## Exercise prompt
Go through the data that follows and restate each line exactly as it reads.

Dataset entries:
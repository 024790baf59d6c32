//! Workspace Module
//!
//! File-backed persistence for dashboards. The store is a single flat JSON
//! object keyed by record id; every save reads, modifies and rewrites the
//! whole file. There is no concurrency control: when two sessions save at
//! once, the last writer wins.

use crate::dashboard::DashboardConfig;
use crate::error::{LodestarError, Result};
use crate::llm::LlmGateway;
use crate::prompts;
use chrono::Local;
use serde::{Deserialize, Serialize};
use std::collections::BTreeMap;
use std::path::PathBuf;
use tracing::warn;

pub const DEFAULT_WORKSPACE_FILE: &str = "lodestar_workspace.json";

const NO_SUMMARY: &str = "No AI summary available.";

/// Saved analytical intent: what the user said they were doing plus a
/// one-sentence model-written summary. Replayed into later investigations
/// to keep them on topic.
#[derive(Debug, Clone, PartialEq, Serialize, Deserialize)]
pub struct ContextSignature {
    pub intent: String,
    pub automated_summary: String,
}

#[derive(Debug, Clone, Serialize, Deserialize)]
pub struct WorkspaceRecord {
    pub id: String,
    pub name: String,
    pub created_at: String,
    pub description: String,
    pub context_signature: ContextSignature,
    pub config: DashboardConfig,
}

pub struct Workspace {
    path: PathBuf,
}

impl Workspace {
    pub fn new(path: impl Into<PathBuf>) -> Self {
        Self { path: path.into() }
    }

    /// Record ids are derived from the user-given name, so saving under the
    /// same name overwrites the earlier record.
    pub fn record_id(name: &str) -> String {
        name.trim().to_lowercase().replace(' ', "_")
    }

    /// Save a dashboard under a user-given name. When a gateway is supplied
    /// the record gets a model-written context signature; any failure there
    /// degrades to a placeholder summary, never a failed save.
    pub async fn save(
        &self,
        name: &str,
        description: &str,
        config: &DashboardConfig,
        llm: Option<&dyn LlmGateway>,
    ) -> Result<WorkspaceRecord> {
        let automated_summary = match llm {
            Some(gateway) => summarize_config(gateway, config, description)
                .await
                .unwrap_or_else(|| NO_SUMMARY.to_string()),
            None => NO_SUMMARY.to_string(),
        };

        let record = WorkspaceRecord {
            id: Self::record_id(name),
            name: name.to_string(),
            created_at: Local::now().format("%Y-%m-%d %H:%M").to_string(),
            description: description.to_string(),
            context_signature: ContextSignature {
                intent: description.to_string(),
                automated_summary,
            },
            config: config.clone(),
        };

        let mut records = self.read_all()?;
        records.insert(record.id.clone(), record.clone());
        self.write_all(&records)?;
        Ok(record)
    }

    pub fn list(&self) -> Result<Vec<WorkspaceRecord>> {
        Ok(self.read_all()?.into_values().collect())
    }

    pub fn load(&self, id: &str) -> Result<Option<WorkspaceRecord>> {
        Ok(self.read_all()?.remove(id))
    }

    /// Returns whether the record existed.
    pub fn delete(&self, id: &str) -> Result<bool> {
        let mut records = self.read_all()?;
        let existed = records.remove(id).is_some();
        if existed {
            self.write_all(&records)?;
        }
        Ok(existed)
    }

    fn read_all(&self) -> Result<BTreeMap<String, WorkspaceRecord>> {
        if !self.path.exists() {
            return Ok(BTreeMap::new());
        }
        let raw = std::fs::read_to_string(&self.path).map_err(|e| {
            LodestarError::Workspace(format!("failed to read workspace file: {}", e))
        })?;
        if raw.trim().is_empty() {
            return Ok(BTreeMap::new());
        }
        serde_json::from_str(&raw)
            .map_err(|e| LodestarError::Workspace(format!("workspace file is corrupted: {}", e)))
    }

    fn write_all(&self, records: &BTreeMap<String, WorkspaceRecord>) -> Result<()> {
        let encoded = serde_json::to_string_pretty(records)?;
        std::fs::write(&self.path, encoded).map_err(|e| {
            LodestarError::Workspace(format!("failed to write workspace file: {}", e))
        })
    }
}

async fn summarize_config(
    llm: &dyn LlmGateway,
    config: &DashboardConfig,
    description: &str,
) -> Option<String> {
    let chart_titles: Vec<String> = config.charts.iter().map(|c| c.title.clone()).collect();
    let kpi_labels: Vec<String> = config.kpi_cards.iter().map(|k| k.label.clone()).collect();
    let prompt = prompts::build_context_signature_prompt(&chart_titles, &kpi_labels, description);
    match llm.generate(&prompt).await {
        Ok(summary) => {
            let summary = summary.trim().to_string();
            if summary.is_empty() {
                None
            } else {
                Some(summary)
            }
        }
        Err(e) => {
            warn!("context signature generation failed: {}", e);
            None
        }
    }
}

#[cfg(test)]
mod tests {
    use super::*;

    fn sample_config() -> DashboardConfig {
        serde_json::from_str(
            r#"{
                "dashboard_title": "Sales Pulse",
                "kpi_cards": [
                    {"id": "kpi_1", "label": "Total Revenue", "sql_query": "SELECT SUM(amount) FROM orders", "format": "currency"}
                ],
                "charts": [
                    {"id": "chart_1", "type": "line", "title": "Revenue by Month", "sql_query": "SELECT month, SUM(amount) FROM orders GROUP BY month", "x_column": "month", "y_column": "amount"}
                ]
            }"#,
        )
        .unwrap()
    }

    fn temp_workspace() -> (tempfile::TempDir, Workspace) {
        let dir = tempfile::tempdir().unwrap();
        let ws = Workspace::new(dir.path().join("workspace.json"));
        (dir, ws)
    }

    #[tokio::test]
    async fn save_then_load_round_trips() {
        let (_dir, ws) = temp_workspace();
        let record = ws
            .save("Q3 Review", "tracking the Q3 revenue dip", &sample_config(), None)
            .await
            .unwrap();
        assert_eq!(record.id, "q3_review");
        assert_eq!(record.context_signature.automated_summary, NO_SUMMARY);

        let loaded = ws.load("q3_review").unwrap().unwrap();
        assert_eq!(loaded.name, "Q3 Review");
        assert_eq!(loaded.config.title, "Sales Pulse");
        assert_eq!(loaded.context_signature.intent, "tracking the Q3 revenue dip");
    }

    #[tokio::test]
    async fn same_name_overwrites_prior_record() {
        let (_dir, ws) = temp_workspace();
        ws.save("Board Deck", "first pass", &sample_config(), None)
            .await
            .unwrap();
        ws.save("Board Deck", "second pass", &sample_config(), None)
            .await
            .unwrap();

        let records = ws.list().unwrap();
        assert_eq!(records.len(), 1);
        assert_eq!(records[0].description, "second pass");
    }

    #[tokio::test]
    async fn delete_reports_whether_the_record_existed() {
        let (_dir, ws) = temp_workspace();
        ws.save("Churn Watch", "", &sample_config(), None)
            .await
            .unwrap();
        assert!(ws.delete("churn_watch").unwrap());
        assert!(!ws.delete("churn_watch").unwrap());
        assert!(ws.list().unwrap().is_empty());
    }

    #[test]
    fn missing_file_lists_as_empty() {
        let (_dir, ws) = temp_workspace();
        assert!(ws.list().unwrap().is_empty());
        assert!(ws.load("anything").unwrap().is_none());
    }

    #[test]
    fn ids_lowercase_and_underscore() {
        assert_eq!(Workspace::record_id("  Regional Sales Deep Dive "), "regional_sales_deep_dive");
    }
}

## Result for this exercise
repository 024790baf59d6c32
//! Workspace Module
//!
//! File-backed persistence for dashboards. The store is a single flat JSON
//! object keyed by record id; every save reads, modifies and rewrites the
//! whole file. There is no concurrency control: when two sessions save at
//! once, the last writer wins.

use crate::dashboard::DashboardConfig;
use crate::error::{LodestarError, Result};
use crate::llm::LlmGateway;
use crate::prompts;
use chrono::Local;
use serde::{Deserialize, Serialize};
use std::collections::BTreeMap;
use std::path::PathBuf;
use tracing::warn;

pub const DEFAULT_WORKSPACE_FILE: &str = "lodestar_workspace.json";

const NO_SUMMARY: &str = "No AI summary available.";

/// Saved analytical intent: what the user said they were doing plus a
/// one-sentence model-written summary. Replayed into later investigations
/// to keep them on topic.
#[derive(Debug, Clone, PartialEq, Serialize, Deserialize)]
pub struct ContextSignature {
    pub intent: String,
    pub automated_summary: String,
}

#[derive(Debug, Clone, Serialize, Deserialize)]
pub struct WorkspaceRecord {
    pub id: String,
    pub name: String,
    pub created_at: String,
    pub description: String,
    pub context_signature: ContextSignature,
    pub config: DashboardConfig,
}

pub struct Workspace {
    path: PathBuf,
}

impl Workspace {
    pub fn new(path: impl Into<PathBuf>) -> Self {
        Self { path: path.into() }
    }

    /// Record ids are derived from the user-given name, so saving under the
    /// same name overwrites the earlier record.
    pub fn record_id(name: &str) -> String {
        name.trim().to_lowercase().replace(' ', "_")
    }

    /// Save a dashboard under a user-given name. When a gateway is supplied
    /// the record gets a model-written context signature; any failure there
    /// degrades to a placeholder summary, never a failed save.
    pub async fn save(
        &self,
        name: &str,
        description: &str,
        config: &DashboardConfig,
        llm: Option<&dyn LlmGateway>,
    ) -> Result<WorkspaceRecord> {
        let automated_summary = match llm {
            Some(gateway) => summarize_config(gateway, config, description)
                .await
                .unwrap_or_else(|| NO_SUMMARY.to_string()),
            None => NO_SUMMARY.to_string(),
        };

        let record = WorkspaceRecord {
            id: Self::record_id(name),
            name: name.to_string(),
            created_at: Local::now().format("%Y-%m-%d %H:%M").to_string(),
            description: description.to_string(),
            context_signature: ContextSignature {
                intent: description.to_string(),
                automated_summary,
            },
            config: config.clone(),
        };

        let mut records = self.read_all()?;
        records.insert(record.id.clone(), record.clone());
        self.write_all(&records)?;
        Ok(record)
    }

    pub fn list(&self) -> Result<Vec<WorkspaceRecord>> {
        Ok(self.read_all()?.into_values().collect())
    }

    pub fn load(&self, id: &str) -> Result<Option<WorkspaceRecord>> {
        Ok(self.read_all()?.remove(id))
    }

    /// Returns whether the record existed.
    pub fn delete(&self, id: &str) -> Result<bool> {
        let mut records = self.read_all()?;
        let existed = records.remove(id).is_some();
        if existed {
            self.write_all(&records)?;
        }
        Ok(existed)
    }

    fn read_all(&self) -> Result<BTreeMap<String, WorkspaceRecord>> {
        if !self.path.exists() {
            return Ok(BTreeMap::new());
        }
        let raw = std::fs::read_to_string(&self.path).map_err(|e| {
            LodestarError::Workspace(format!("failed to read workspace file: {}", e))
        })?;
        if raw.trim().is_empty() {
            return Ok(BTreeMap::new());
        }
        serde_json::from_str(&raw)
            .map_err(|e| LodestarError::Workspace(format!("workspace file is corrupted: {}", e)))
    }

    fn write_all(&self, records: &BTreeMap<String, WorkspaceRecord>) -> Result<()> {
        let encoded = serde_json::to_string_pretty(records)?;
        std::fs::write(&self.path, encoded).map_err(|e| {
            LodestarError::Workspace(format!("failed to write workspace file: {}", e))
        })
    }
}

async fn summarize_config(
    llm: &dyn LlmGateway,
    config: &DashboardConfig,
    description: &str,
) -> Option<String> {
    let chart_titles: Vec<String> = config.charts.iter().map(|c| c.title.clone()).collect();
    let kpi_labels: Vec<String> = config.kpi_cards.iter().map(|k| k.label.clone()).collect();
    let prompt = prompts::build_context_signature_prompt(&chart_titles, &kpi_labels, description);
    match llm.generate(&prompt).await {
        Ok(summary) => {
            let summary = summary.trim().to_string();
            if summary.is_empty() {
                None
            } else {
                Some(summary)
            }
        }
        Err(e) => {
            warn!("context signature generation failed: {}", e);
            None
        }
    }
}

#[cfg(test)]
mod tests {
    use super::*;

    fn sample_config() -> DashboardConfig {
        serde_json::from_str(
            r#"{
                "dashboard_title": "Sales Pulse",
                "kpi_cards": [
                    {"id": "kpi_1", "label": "Total Revenue", "sql_query": "SELECT SUM(amount) FROM orders", "format": "currency"}
                ],
                "charts": [
                    {"id": "chart_1", "type": "line", "title": "Revenue by Month", "sql_query": "SELECT month, SUM(amount) FROM orders GROUP BY month", "x_column": "month", "y_column": "amount"}
                ]
            }"#,
        )
        .unwrap()
    }

    fn temp_workspace() -> (tempfile::TempDir, Workspace) {
        let dir = tempfile::tempdir().unwrap();
        let ws = Workspace::new(dir.path().join("workspace.json"));
        (dir, ws)
    }

    #[tokio::test]
    async fn save_then_load_round_trips() {
        let (_dir, ws) = temp_workspace();
        let record = ws
            .save("Q3 Review", "tracking the Q3 revenue dip", &sample_config(), None)
            .await
            .unwrap();
        assert_eq!(record.id, "q3_review");
        assert_eq!(record.context_signature.automated_summary, NO_SUMMARY);

        let loaded = ws.load("q3_review").unwrap().unwrap();
        assert_eq!(loaded.name, "Q3 Review");
        assert_eq!(loaded.config.title, "Sales Pulse");
        assert_eq!(loaded.context_signature.intent, "tracking the Q3 revenue dip");
    }

    #[tokio::test]
    async fn same_name_overwrites_prior_record() {
        let (_dir, ws) = temp_workspace();
        ws.save("Board Deck", "first pass", &sample_config(), None)
            .await
            .unwrap();
        ws.save("Board Deck", "second pass", &sample_config(), None)
            .await
            .unwrap();

        let records = ws.list().unwrap();
        assert_eq!(records.len(), 1);
        assert_eq!(records[0].description, "second pass");
    }

    #[tokio::test]
    async fn delete_reports_whether_the_record_existed() {
        let (_dir, ws) = temp_workspace();
        ws.save("Churn Watch", "", &sample_config(), None)
            .await
            .unwrap();
        assert!(ws.delete("churn_watch").unwrap());
        assert!(!ws.delete("churn_watch").unwrap());
        assert!(ws.list().unwrap().is_empty());
    }

    #[test]
    fn missing_file_lists_as_empty() {
        let (_dir, ws) = temp_workspace();
        assert!(ws.list().unwrap().is_empty());
        assert!(ws.load("anything").unwrap().is_none());
    }

    #[test]
    fn ids_lowercase_and_underscore() {
        assert_eq!(Workspace::record_id("  Regional Sales Deep Dive "), "regional_sales_deep_dive");
    }
}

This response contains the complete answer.